RECORDS PROVIDED:
Content starts
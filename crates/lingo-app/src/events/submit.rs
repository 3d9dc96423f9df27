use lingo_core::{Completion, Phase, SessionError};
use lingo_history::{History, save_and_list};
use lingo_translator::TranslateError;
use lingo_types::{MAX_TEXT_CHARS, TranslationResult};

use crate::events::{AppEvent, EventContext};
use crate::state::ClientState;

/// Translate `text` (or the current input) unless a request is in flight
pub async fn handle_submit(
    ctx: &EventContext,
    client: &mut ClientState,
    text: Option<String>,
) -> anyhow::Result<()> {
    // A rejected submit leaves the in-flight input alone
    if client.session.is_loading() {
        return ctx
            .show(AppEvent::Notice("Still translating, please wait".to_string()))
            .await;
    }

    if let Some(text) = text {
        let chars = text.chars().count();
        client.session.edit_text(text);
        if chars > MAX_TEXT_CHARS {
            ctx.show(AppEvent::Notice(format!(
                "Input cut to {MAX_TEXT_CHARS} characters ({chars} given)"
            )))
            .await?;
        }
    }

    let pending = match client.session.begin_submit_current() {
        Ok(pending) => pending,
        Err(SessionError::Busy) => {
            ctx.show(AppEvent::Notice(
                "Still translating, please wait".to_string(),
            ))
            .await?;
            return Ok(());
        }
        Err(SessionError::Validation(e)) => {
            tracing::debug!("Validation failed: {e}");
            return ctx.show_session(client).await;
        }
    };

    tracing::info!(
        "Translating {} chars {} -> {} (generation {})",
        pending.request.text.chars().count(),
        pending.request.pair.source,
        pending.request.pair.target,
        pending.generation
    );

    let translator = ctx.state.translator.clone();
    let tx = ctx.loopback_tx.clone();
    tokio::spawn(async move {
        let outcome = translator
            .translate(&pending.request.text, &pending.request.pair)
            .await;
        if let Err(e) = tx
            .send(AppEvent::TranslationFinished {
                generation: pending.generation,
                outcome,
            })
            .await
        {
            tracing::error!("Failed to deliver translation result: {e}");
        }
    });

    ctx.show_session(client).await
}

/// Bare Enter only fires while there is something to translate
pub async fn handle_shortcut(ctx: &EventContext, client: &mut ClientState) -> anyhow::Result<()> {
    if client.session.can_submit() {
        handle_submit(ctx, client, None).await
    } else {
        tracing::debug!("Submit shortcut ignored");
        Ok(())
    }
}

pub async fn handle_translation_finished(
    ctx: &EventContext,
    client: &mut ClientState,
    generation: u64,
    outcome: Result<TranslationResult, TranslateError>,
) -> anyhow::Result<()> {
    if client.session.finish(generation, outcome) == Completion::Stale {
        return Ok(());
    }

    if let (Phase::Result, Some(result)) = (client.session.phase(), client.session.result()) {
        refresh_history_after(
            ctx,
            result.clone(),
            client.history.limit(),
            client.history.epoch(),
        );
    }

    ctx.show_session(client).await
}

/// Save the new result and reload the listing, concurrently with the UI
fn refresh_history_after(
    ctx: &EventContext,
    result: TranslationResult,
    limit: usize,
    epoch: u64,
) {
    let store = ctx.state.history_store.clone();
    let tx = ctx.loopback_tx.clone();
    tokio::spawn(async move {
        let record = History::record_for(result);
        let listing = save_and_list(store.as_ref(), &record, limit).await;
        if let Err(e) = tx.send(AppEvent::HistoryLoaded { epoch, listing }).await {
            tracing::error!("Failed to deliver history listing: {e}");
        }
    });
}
Content ends
Content starts
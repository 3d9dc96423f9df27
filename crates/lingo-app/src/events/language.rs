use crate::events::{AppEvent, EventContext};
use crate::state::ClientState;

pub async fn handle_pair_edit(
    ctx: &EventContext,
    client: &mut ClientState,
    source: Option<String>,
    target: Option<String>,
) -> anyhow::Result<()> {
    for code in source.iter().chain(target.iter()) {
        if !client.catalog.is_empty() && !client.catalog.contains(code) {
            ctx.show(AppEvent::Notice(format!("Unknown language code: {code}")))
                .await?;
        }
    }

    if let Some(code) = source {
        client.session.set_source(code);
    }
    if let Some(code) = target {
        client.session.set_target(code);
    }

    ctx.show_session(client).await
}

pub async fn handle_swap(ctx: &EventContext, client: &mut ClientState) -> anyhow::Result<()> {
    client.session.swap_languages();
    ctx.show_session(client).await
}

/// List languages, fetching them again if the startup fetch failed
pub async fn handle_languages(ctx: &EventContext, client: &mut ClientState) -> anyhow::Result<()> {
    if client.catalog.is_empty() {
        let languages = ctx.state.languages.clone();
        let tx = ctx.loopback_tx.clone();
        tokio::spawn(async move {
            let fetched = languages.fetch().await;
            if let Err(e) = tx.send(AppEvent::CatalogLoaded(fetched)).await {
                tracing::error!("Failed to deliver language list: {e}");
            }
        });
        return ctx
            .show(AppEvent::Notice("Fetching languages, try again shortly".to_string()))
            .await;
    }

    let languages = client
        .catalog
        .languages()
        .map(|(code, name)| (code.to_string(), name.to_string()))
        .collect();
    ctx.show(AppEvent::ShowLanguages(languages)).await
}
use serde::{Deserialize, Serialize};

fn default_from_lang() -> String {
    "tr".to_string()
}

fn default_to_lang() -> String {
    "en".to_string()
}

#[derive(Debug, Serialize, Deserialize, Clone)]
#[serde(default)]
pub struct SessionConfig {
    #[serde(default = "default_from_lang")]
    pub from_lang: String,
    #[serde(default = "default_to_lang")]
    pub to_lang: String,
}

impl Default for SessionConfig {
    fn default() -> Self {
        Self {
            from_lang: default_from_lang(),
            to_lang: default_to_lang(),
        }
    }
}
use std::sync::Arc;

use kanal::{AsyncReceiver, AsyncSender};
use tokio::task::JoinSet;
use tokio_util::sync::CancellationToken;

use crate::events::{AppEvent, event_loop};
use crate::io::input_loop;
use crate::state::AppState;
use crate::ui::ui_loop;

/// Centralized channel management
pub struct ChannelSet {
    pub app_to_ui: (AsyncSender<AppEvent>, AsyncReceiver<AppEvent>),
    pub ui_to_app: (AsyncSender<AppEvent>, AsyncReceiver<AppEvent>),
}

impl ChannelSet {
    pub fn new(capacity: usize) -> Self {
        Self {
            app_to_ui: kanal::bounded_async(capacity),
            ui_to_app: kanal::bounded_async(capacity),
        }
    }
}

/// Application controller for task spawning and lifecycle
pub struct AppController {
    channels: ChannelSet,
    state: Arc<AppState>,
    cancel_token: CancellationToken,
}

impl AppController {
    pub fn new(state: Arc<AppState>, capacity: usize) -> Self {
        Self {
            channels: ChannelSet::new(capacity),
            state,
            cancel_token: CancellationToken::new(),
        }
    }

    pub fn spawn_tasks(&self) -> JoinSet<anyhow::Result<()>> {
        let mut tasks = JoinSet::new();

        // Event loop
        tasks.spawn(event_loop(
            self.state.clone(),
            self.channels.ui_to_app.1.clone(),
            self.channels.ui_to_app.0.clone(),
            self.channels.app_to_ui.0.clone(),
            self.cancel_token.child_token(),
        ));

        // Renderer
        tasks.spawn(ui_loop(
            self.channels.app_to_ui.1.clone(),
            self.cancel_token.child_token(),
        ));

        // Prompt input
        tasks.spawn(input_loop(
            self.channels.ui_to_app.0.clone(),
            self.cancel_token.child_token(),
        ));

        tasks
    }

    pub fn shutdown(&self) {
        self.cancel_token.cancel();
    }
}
Content ends
Content starts
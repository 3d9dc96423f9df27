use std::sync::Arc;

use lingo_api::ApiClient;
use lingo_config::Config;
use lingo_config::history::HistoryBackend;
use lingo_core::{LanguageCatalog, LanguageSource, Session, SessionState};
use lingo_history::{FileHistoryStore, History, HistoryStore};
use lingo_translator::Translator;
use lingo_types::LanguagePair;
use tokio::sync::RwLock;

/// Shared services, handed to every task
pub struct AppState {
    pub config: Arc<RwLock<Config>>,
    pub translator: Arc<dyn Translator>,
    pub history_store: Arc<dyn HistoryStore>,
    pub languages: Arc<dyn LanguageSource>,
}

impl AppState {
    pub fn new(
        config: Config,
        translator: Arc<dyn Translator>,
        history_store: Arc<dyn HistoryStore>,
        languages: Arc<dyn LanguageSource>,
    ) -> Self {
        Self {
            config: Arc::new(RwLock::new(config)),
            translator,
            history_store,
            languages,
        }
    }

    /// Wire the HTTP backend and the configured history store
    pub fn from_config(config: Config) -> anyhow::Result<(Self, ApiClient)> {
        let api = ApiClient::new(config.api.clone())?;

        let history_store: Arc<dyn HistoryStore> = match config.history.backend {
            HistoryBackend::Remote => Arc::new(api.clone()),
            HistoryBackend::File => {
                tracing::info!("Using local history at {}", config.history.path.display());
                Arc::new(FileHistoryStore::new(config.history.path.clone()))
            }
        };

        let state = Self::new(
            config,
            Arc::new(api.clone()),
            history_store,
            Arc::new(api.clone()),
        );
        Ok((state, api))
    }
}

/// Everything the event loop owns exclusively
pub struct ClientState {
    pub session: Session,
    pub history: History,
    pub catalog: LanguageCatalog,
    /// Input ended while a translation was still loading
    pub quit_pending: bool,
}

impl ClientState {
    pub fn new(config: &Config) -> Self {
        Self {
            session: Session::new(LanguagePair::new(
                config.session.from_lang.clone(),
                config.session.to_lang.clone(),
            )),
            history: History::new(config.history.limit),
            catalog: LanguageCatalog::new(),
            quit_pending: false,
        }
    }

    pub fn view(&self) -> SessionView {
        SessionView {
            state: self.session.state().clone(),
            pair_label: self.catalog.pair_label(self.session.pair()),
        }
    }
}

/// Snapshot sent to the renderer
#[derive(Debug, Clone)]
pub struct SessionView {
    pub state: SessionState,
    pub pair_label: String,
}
Content ends
WHAT YOU ARE ASKED TO DO:
Above this instruction are the records; retype exactly the lines from the one containing "filename crates/lingo-app/src/events/submit.rs" up to and including the one containing "use lingo_translator::TranslateError;".

ANSWER TO THIS EXERCISE:
filename crates/lingo-app/src/events/submit.rs
repository 3d9dc96423f9df27
use lingo_core::{Completion, Phase, SessionError};
use lingo_history::{History, save_and_list};
use lingo_translator::TranslateError;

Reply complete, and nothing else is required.